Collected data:

================================

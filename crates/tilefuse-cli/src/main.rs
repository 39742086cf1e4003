mod request;

use std::path::PathBuf;

use anyhow::{Context, Result};
use clap::{Parser, Subcommand, ValueEnum};
use serde::Serialize;
use tilefuse::config::DebugOptions;
use tilefuse_backend_triton::{
    triton_wrapper, AnalyticLowering, EmitterKind, KernelArtifact, LaunchDimensions,
    LoweringPipeline, TritonccLowering,
};
use tracing_subscriber::EnvFilter;

use crate::request::{resolve_device, FusionRequest};

#[derive(Parser)]
#[command(name = "tilefuse")]
#[command(about = "Generates tiled Triton kernels for fusion computations", long_about = None)]
struct Cli {
    #[command(subcommand)]
    command: Command,
}

#[derive(Subcommand)]
enum Command {
    /// Generate, lower and validate the kernel for one fusion request
    Emit(EmitArgs),
    /// List the built-in device presets
    Devices,
}

#[derive(clap::Args)]
struct EmitArgs {
    /// JSON fusion request
    #[arg(long, value_name = "JSON")]
    request: PathBuf,

    /// Device preset; overrides the request's device
    #[arg(long)]
    device: Option<String>,

    /// Kernel emitter (matmul or softmax); overrides the request's emitter
    #[arg(long)]
    emitter: Option<EmitterKind>,

    /// Print the generated module text before the summary
    #[arg(long)]
    print_ir: bool,

    #[arg(long, value_enum, default_value_t = Lowering::Analytic)]
    lowering: Lowering,

    /// Write the full kernel artifact JSON to this file
    #[arg(long, value_name = "PATH")]
    artifact: Option<PathBuf>,

    /// Directory receiving module and lowering-log dumps
    #[arg(long, value_name = "DIR")]
    dump_dir: Option<PathBuf>,
}

#[derive(Clone, Copy, Debug, ValueEnum)]
enum Lowering {
    /// Estimate resources without producing device code
    Analytic,
    /// Compile through the external tritoncc driver
    Tritoncc,
}

#[derive(Serialize)]
struct Summary<'a> {
    name: &'a str,
    emitter: EmitterKind,
    device: &'a str,
    lowering: &'static str,
    launch_dimensions: LaunchDimensions,
    shared_mem_bytes: i64,
    cluster_dim: Option<[i64; 3]>,
}

fn main() -> Result<()> {
    tracing_subscriber::fmt()
        .with_env_filter(
            EnvFilter::try_from_default_env().unwrap_or_else(|_| EnvFilter::new("warn")),
        )
        .with_writer(std::io::stderr)
        .init();

    match Cli::parse().command {
        Command::Emit(args) => emit(args),
        Command::Devices => {
            for name in ["a100", "h100", "rtx3090", "v100", "mi200"] {
                let device = resolve_device(name)?;
                println!("{name:<8} {}", device.name);
            }
            Ok(())
        }
    }
}

fn emit(args: EmitArgs) -> Result<()> {
    let request = FusionRequest::load(&args.request)?;
    let device = match (&args.device, &request.device) {
        (Some(name), _) => resolve_device(name)?,
        (None, Some(spec)) => spec.resolve()?,
        (None, None) => resolve_device("a100")?,
    };
    let emitter = args.emitter.unwrap_or_else(|| request.default_emitter());
    let mut debug = DebugOptions::from_env();
    if args.dump_dir.is_some() {
        debug.dump_dir = args.dump_dir.clone();
    }

    let pipeline: Box<dyn LoweringPipeline> = match args.lowering {
        Lowering::Analytic => Box::new(AnalyticLowering),
        Lowering::Tritoncc => Box::new(TritonccLowering::new()),
    };
    tracing::info!(
        fusion = %request.name,
        emitter = emitter.name(),
        device = %device.name,
        pipeline = pipeline.name(),
        "generating kernel"
    );

    let result = triton_wrapper(
        &request.emit_request(&device, &debug, emitter),
        pipeline.as_ref(),
    )
    .with_context(|| format!("kernel generation failed for {}", request.name))?;
    let artifact = KernelArtifact::new(&result);

    if args.print_ir {
        print!("{}", artifact.ir);
    }
    if let Some(path) = &args.artifact {
        let json = serde_json::to_string_pretty(&artifact)?;
        std::fs::write(path, json)
            .with_context(|| format!("failed to write artifact {}", path.display()))?;
    }

    let summary = Summary {
        name: &request.name,
        emitter,
        device: &device.name,
        lowering: pipeline.name(),
        launch_dimensions: result.launch_dimensions,
        shared_mem_bytes: result.shared_mem_bytes,
        cluster_dim: result.cluster_dim,
    };
    println!("{}", serde_json::to_string_pretty(&summary)?);
    Ok(())
}
//! Tiled matmul kernels with fused prologues and epilogues.

mod addressing;
mod dims;
mod kernel;
mod launch;
pub mod precision;

pub use addressing::{input_arguments, multi_select, scope_inputs, Addressing, Side};
pub use dims::{validate_matmul_config, MatMulDims};
pub use kernel::{emit_matmul, tiling_complexity, MAX_TILING_COMPLEXITY};
pub use launch::MatMulLaunchConfig;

================================

Task item:
Could you return the complete set of entries exactly?

Reply:
filename crates/tilefuse-cli/src/main.rs
repository 39742086cf1e4003
mod request;

use std::path::PathBuf;

use anyhow::{Context, Result};
use clap::{Parser, Subcommand, ValueEnum};
use serde::Serialize;
use tilefuse::config::DebugOptions;
use tilefuse_backend_triton::{
    triton_wrapper, AnalyticLowering, EmitterKind, KernelArtifact, LaunchDimensions,
    LoweringPipeline, TritonccLowering,
};
use tracing_subscriber::EnvFilter;

use crate::request::{resolve_device, FusionRequest};

#[derive(Parser)]
#[command(name = "tilefuse")]
#[command(about = "Generates tiled Triton kernels for fusion computations", long_about = None)]
struct Cli {
    #[command(subcommand)]
    command: Command,
}

#[derive(Subcommand)]
enum Command {
    /// Generate, lower and validate the kernel for one fusion request
    Emit(EmitArgs),
    /// List the built-in device presets
    Devices,
}

#[derive(clap::Args)]
struct EmitArgs {
    /// JSON fusion request
    #[arg(long, value_name = "JSON")]
    request: PathBuf,

    /// Device preset; overrides the request's device
    #[arg(long)]
    device: Option<String>,

    /// Kernel emitter (matmul or softmax); overrides the request's emitter
    #[arg(long)]
    emitter: Option<EmitterKind>,

    /// Print the generated module text before the summary
    #[arg(long)]
    print_ir: bool,

    #[arg(long, value_enum, default_value_t = Lowering::Analytic)]
    lowering: Lowering,

    /// Write the full kernel artifact JSON to this file
    #[arg(long, value_name = "PATH")]
    artifact: Option<PathBuf>,

    /// Directory receiving module and lowering-log dumps
    #[arg(long, value_name = "DIR")]
    dump_dir: Option<PathBuf>,
}

#[derive(Clone, Copy, Debug, ValueEnum)]
enum Lowering {
    /// Estimate resources without producing device code
    Analytic,
    /// Compile through the external tritoncc driver
    Tritoncc,
}

#[derive(Serialize)]
struct Summary<'a> {
    name: &'a str,
    emitter: EmitterKind,
    device: &'a str,
    lowering: &'static str,
    launch_dimensions: LaunchDimensions,
    shared_mem_bytes: i64,
    cluster_dim: Option<[i64; 3]>,
}

fn main() -> Result<()> {
    tracing_subscriber::fmt()
        .with_env_filter(
            EnvFilter::try_from_default_env().unwrap_or_else(|_| EnvFilter::new("warn")),
        )
        .with_writer(std::io::stderr)
        .init();

    match Cli::parse().command {
        Command::Emit(args) => emit(args),
        Command::Devices => {
            for name in ["a100", "h100", "rtx3090", "v100", "mi200"] {
                let device = resolve_device(name)?;
                println!("{name:<8} {}", device.name);
            }
            Ok(())
        }
    }
}

fn emit(args: EmitArgs) -> Result<()> {
    let request = FusionRequest::load(&args.request)?;
    let device = match (&args.device, &request.device) {
        (Some(name), _) => resolve_device(name)?,
        (None, Some(spec)) => spec.resolve()?,
        (None, None) => resolve_device("a100")?,
    };
    let emitter = args.emitter.unwrap_or_else(|| request.default_emitter());
    let mut debug = DebugOptions::from_env();
    if args.dump_dir.is_some() {
        debug.dump_dir = args.dump_dir.clone();
    }

    let pipeline: Box<dyn LoweringPipeline> = match args.lowering {
        Lowering::Analytic => Box::new(AnalyticLowering),
        Lowering::Tritoncc => Box::new(TritonccLowering::new()),
    };
    tracing::info!(
        fusion = %request.name,
        emitter = emitter.name(),
        device = %device.name,
        pipeline = pipeline.name(),
        "generating kernel"
    );

    let result = triton_wrapper(
        &request.emit_request(&device, &debug, emitter),
        pipeline.as_ref(),
    )
    .with_context(|| format!("kernel generation failed for {}", request.name))?;
    let artifact = KernelArtifact::new(&result);

    if args.print_ir {
        print!("{}", artifact.ir);
    }
    if let Some(path) = &args.artifact {
        let json = serde_json::to_string_pretty(&artifact)?;
        std::fs::write(path, json)
            .with_context(|| format!("failed to write artifact {}", path.display()))?;
    }

    let summary = Summary {
        name: &request.name,
        emitter,
        device: &device.name,
        lowering: pipeline.name(),
        launch_dimensions: result.launch_dimensions,
        shared_mem_bytes: result.shared_mem_bytes,
        cluster_dim: result.cluster_dim,
    };
    println!("{}", serde_json::to_string_pretty(&summary)?);
    Ok(())
}
//! Tiled matmul kernels with fused prologues and epilogues.

mod addressing;
mod dims;
mod kernel;
mod launch;
pub mod precision;

pub use addressing::{input_arguments, multi_select, scope_inputs, Addressing, Side};
pub use dims::{validate_matmul_config, MatMulDims};
pub use kernel::{emit_matmul, tiling_complexity, MAX_TILING_COMPLEXITY};
pub use launch::MatMulLaunchConfig;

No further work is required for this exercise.